• _Your task_:
In how many lines of the records below does the word "RequestDecoder" appear? Answer with the number alone.
+ + +
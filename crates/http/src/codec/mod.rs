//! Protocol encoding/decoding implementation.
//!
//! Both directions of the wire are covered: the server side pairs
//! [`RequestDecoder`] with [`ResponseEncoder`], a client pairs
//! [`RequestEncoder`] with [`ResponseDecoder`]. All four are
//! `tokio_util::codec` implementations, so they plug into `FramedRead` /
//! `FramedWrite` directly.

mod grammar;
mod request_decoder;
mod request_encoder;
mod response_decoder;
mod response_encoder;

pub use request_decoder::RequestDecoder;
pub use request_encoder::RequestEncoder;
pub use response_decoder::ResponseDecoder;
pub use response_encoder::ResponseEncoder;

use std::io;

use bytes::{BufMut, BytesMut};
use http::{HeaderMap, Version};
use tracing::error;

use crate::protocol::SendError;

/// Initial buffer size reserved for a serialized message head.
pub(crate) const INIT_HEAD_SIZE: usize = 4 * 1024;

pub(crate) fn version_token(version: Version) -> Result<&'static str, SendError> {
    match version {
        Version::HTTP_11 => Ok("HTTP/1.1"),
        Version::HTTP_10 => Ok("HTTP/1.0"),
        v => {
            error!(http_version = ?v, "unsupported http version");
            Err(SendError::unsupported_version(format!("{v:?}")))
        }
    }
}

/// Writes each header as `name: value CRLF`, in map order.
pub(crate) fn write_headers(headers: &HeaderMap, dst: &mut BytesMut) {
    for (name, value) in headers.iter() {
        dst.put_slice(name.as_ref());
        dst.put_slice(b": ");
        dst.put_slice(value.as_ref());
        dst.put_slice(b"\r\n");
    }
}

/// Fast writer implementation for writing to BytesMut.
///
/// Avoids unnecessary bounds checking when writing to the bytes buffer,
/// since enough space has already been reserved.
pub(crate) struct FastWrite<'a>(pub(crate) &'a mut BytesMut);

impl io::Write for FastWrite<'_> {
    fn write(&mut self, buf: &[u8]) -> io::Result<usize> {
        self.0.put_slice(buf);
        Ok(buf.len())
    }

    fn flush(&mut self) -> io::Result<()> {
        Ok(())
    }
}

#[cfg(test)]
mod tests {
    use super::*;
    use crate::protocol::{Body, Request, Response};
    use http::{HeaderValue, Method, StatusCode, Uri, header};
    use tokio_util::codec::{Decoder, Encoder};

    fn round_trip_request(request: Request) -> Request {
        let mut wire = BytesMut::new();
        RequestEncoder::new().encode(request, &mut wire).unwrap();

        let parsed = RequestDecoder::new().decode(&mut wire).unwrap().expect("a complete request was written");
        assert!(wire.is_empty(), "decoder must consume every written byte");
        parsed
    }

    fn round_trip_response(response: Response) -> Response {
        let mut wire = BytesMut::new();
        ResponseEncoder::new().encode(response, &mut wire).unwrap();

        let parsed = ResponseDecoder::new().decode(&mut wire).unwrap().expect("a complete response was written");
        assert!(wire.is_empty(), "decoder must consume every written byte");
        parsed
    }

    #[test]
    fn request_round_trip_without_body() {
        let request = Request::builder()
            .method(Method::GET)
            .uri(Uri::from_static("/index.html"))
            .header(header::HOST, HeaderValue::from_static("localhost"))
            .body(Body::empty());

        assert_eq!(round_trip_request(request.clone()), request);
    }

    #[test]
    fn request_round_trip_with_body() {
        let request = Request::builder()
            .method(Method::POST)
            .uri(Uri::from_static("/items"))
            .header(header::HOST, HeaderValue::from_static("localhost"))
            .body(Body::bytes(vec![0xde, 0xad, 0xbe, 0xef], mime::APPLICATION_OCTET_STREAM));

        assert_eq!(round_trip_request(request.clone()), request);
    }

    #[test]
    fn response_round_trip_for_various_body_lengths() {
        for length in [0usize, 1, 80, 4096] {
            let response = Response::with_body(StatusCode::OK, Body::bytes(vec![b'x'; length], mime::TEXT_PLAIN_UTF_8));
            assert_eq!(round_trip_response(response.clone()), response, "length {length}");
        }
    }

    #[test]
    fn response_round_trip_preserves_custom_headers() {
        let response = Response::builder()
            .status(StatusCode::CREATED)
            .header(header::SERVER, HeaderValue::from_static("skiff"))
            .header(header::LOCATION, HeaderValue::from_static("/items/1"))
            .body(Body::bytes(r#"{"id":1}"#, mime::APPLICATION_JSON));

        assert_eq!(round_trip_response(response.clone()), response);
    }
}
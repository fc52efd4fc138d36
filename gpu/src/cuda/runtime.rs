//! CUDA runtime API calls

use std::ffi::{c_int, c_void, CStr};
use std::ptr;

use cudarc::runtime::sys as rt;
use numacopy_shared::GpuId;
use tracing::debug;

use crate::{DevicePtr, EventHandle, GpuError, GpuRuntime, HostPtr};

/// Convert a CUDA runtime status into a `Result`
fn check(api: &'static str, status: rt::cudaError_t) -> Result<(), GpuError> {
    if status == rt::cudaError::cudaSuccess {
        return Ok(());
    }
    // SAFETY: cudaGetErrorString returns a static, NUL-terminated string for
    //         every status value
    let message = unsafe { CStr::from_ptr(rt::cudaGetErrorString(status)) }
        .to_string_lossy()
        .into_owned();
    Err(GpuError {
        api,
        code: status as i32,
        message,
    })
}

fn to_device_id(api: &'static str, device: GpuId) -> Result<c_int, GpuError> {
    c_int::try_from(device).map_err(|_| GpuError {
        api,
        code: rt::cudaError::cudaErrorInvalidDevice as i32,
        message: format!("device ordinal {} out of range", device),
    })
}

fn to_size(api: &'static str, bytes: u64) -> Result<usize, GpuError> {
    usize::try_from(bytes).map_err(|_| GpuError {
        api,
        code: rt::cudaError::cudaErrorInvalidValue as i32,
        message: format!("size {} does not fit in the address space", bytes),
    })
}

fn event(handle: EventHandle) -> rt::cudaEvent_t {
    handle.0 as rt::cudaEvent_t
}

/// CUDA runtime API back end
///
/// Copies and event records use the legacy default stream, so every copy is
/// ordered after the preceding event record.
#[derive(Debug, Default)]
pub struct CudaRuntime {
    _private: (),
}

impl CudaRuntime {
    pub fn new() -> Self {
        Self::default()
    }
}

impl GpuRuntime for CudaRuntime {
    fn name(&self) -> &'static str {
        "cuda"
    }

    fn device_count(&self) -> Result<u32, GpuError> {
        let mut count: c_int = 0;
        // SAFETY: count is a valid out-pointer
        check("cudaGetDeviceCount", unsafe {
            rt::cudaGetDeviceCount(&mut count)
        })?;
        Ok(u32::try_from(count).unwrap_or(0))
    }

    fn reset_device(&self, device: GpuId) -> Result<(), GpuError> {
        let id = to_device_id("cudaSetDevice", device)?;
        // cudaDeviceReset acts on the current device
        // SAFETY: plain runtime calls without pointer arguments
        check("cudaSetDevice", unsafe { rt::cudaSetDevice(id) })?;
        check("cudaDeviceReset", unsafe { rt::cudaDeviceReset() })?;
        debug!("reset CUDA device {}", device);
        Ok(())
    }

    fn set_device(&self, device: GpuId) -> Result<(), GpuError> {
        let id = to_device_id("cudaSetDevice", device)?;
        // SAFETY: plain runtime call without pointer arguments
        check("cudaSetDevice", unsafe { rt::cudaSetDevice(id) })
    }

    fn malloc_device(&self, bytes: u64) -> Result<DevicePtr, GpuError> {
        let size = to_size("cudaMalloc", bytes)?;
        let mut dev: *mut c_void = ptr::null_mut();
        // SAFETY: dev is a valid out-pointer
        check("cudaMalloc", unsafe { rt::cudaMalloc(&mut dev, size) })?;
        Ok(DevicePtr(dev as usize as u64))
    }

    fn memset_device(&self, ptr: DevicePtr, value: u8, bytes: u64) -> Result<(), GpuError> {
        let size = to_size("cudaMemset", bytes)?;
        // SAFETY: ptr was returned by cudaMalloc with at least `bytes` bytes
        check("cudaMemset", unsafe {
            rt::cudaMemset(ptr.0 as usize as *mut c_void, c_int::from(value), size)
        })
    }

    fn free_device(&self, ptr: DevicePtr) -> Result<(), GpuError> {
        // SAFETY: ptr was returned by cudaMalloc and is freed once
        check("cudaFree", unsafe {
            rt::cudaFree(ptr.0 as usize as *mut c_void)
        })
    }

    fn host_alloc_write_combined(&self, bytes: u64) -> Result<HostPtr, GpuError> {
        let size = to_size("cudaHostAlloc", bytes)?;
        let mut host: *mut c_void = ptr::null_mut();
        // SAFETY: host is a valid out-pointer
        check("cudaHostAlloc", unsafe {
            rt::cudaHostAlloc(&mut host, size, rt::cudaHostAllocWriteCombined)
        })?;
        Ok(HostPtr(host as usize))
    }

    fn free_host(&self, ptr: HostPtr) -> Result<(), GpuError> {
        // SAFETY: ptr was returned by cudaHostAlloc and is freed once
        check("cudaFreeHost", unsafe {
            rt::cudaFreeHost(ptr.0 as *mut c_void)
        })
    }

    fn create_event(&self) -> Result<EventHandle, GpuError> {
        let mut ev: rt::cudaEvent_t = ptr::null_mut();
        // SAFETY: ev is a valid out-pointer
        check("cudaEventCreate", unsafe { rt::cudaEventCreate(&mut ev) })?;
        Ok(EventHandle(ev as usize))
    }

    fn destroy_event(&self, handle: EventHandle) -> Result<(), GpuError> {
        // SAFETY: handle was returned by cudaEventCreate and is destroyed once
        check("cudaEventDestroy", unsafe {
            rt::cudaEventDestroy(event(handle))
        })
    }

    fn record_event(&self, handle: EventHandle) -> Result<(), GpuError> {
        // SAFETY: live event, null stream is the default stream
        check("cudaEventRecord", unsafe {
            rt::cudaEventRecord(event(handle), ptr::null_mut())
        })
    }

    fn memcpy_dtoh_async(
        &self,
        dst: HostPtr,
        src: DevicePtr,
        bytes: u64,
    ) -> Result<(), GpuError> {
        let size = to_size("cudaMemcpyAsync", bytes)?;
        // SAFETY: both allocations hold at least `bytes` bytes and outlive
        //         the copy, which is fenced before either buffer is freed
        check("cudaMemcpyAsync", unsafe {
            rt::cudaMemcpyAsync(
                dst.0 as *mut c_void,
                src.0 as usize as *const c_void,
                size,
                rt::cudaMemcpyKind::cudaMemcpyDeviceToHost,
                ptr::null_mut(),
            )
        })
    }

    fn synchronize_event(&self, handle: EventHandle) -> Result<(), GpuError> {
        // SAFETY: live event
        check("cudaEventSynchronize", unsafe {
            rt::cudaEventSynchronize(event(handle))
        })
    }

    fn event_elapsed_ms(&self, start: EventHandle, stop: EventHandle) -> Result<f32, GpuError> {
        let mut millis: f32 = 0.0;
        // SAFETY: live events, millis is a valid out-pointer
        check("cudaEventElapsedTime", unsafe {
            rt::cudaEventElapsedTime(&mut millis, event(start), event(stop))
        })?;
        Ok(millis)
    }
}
+ + +
• _Solution to this task_:
3